Rizal himself had this to say about his sojourn in this
spot:
I shall tell you how
we live here. I have three houses, one square, another hexagonal, and a third
octagonal, all of bamboo, wood and nipa…From my house I hear the murmur of a
crystal clear brook which comes from the high rocks. I see the seashore… where
I have small boats or baroto as they say here…I have many fruit trees, mangoes,
lanzones, guayabanos…I rise early – at five – visit my plants, feed my
chickens….
\
I lingered to examine the stream and the cascades at the
base of the hill. I entered the reconstructed house but not before removing my
shoes. Though only replicas of the original, the floors still represented
surfaces hallowed by the steps of the valiant. Inside the large nipa hut, I
noted that two women from a Rizalista group have taken up positions on the
balcony.
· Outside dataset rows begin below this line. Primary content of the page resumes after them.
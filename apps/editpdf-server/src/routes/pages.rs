//! Page API endpoints
//!
//! Everything addressed by `/documents/:id/pages/:page`:
//! - Render the page to PNG
//! - Enumerate text spans and image placements
//! - Text and image edits

use axum::{
    body::Body,
    extract::{rejection::QueryRejection, Multipart, Query, State},
    http::{header, StatusCode},
    response::Response,
    routing::{get, post},
    Json, Router,
};
use serde::Deserialize;

use crate::document::{
    ImageDelete, ImageMove, ImageResize, PageImages, PageText, SpanEdit, TextInsert,
};
use crate::error::{AppError, Result};
use crate::state::AppState;

use super::params::{JsonBody, PagePath};
use super::StatusResponse;

pub fn router() -> Router<AppState> {
    Router::new()
        .route("/documents/:id/pages/:page/image", get(render_page))
        .route("/documents/:id/pages/:page/text", get(get_text))
        .route("/documents/:id/pages/:page/images", get(get_images))
        .route("/documents/:id/pages/:page/edit", post(edit_span))
        .route("/documents/:id/pages/:page/add", post(add_text))
        .route("/documents/:id/pages/:page/add-image", post(add_image))
        .route("/documents/:id/pages/:page/move-image", post(move_image))
        .route("/documents/:id/pages/:page/resize-image", post(resize_image))
        .route("/documents/:id/pages/:page/delete-image", post(delete_image))
}

/// Query parameters for page rendering
#[derive(Debug, Deserialize)]
pub struct PageRenderQuery {
    /// Pixels per point, clamped to the supported range
    pub scale: Option<f32>,
}

/// Render a page to PNG
async fn render_page(
    State(state): State<AppState>,
    PagePath { id, page }: PagePath,
    query: std::result::Result<Query<PageRenderQuery>, QueryRejection>,
) -> Result<Response> {
    let Query(query) = query?;
    let scale = query.scale.unwrap_or(state.config().render.default_scale);

    let png = state.sessions().render_page(&id, page, scale).await?;

    // Edits change the page in place, so clients must revalidate.
    let response = Response::builder()
        .status(StatusCode::OK)
        .header(header::CONTENT_TYPE, "image/png")
        .header(header::CACHE_CONTROL, "no-cache")
        .body(Body::from(png.to_vec()))?;

    Ok(response)
}

async fn get_text(State(state): State<AppState>, PagePath { id, page }: PagePath) -> Result<Json<PageText>> {
    Ok(Json(state.sessions().page_text(&id, page).await?))
}

async fn get_images(
    State(state): State<AppState>,
    PagePath { id, page }: PagePath,
) -> Result<Json<PageImages>> {
    Ok(Json(state.sessions().page_images(&id, page).await?))
}

/// Replace or delete a text span
async fn edit_span(
    State(state): State<AppState>,
    PagePath { id, page }: PagePath,
    JsonBody(edit): JsonBody<SpanEdit>,
) -> Result<Json<StatusResponse>> {
    tracing::debug!(session_id = %id, page, index = edit.span_index, "Editing span");
    state.sessions().edit_span(&id, page, edit).await?;
    Ok(Json(StatusResponse::ok()))
}

async fn add_text(
    State(state): State<AppState>,
    PagePath { id, page }: PagePath,
    JsonBody(insert): JsonBody<TextInsert>,
) -> Result<Json<StatusResponse>> {
    state.sessions().add_text(&id, page, insert).await?;
    Ok(Json(StatusResponse::ok()))
}

/// Insert an uploaded image
///
/// Multipart fields: `file` (image/*), `x`, `y`, and optionally `width` and
/// `height`. Without a positive width and height the image is auto-sized.
async fn add_image(
    State(state): State<AppState>,
    PagePath { id, page }: PagePath,
    mut multipart: Multipart,
) -> Result<Json<StatusResponse>> {
    let mut data = None;
    let mut x = None;
    let mut y = None;
    let mut width = None;
    let mut height = None;

    while let Some(field) = multipart.next_field().await? {
        let name = field.name().unwrap_or("").to_string();
        match name.as_str() {
            "file" => {
                let is_image = field
                    .content_type()
                    .is_some_and(|content_type| content_type.starts_with("image/"));
                if !is_image {
                    return Err(AppError::BadRequest("Only image files are accepted".to_string()));
                }
                let bytes = field.bytes().await?;
                if bytes.is_empty() {
                    return Err(AppError::BadRequest("Uploaded file is empty".to_string()));
                }
                data = Some(bytes.to_vec());
            }
            "x" => x = Some(number_field(&name, &field.text().await?)?),
            "y" => y = Some(number_field(&name, &field.text().await?)?),
            "width" => width = Some(number_field(&name, &field.text().await?)?),
            "height" => height = Some(number_field(&name, &field.text().await?)?),
            _ => {}
        }
    }

    let data = data.ok_or_else(|| AppError::BadRequest("Missing 'file' field".to_string()))?;
    let x = x.ok_or_else(|| AppError::BadRequest("Missing 'x' field".to_string()))?;
    let y = y.ok_or_else(|| AppError::BadRequest("Missing 'y' field".to_string()))?;
    let size = match (width, height) {
        (Some(w), Some(h)) if w > 0.0 && h > 0.0 => Some((w, h)),
        _ => None,
    };

    tracing::debug!(session_id = %id, page, bytes = data.len(), x, y, "Adding image");
    state.sessions().add_image(&id, page, data, x, y, size).await?;
    Ok(Json(StatusResponse::ok()))
}

async fn move_image(
    State(state): State<AppState>,
    PagePath { id, page }: PagePath,
    JsonBody(request): JsonBody<ImageMove>,
) -> Result<Json<StatusResponse>> {
    state.sessions().move_image(&id, page, request).await?;
    Ok(Json(StatusResponse::ok()))
}

async fn resize_image(
    State(state): State<AppState>,
    PagePath { id, page }: PagePath,
    JsonBody(request): JsonBody<ImageResize>,
) -> Result<Json<StatusResponse>> {
    state.sessions().resize_image(&id, page, request).await?;
    Ok(Json(StatusResponse::ok()))
}

async fn delete_image(
    State(state): State<AppState>,
    PagePath { id, page }: PagePath,
    JsonBody(request): JsonBody<ImageDelete>,
) -> Result<Json<StatusResponse>> {
    state.sessions().delete_image(&id, page, request).await?;
    Ok(Json(StatusResponse::ok()))
}

fn number_field(name: &str, value: &str) -> Result<f64> {
    value
        .trim()
        .parse()
        .map_err(|_| AppError::BadRequest(format!("Field '{}' must be a number, got '{}'", name, value)))
}

#[cfg(test)]
mod tests {
    use super::*;

    #[test]
    fn test_number_field() {
        assert_eq!(number_field("x", " 12.5 ").unwrap(), 12.5);
        assert!(matches!(number_field("x", "left"), Err(AppError::BadRequest(_))));
    }
}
They were expert hilots offering Philippine style therapeutic massages
to visitors.
As I looked up at a huge tree that dominates the entire
area, I fell to thinking about how this was one living creature which may
actually have gazed down on the great man.
I touched its gnarled bark: perhaps Rizal had stopped momentarily here
too, more than a century ago.
I gazed at the sea which surrounds the precinct. Finally I
was certain: the vista, the mountains in the distance, the broad marine
expanse, these all had been part of our hero’s view as well. What thoughts
would have played on that magnificent mind as the day drew to a close?
It almost seems strange to read about this historical giant
writing about tending fowl and fruit, spending time to fashion Japanese
lanterns to decorate his garden to recall his childhood Christmases in Calamba,
looking beneath ferns and stones for a tiny frog.
Yet all these too is part of the message of Dapitan. Unlike
Luneta, this was not a place which commemorated death and the cutting short of
a glorious career. This was a place that celebrated the pulsing rhythms of a
life well lived.
Imagine how much Rizal had already accomplished by the time
he was deported to Mindanao. He was truly a universal man, in touch with the
pulse of the entire planet. Yet it would be his destiny to suddenly be called
to this tiny corner of the earth where he would have to tend to the things that
grow, blossom, and bear fruit. Dapitan
demonstrates that what made Rizal a hero was not just his game-changing vision,
his literary feats, his selfless sacrifice. Equally remarkable is the fact that
he had actually served a community, shared in its daily routine and concerns,
laughed at its antics and wept with its disappointments.
In Dapitan, Rizal showed us all, that the real citizen of the
world is she or he who knows how to reach out and touch the very ground in
which we all happen to find ourselves.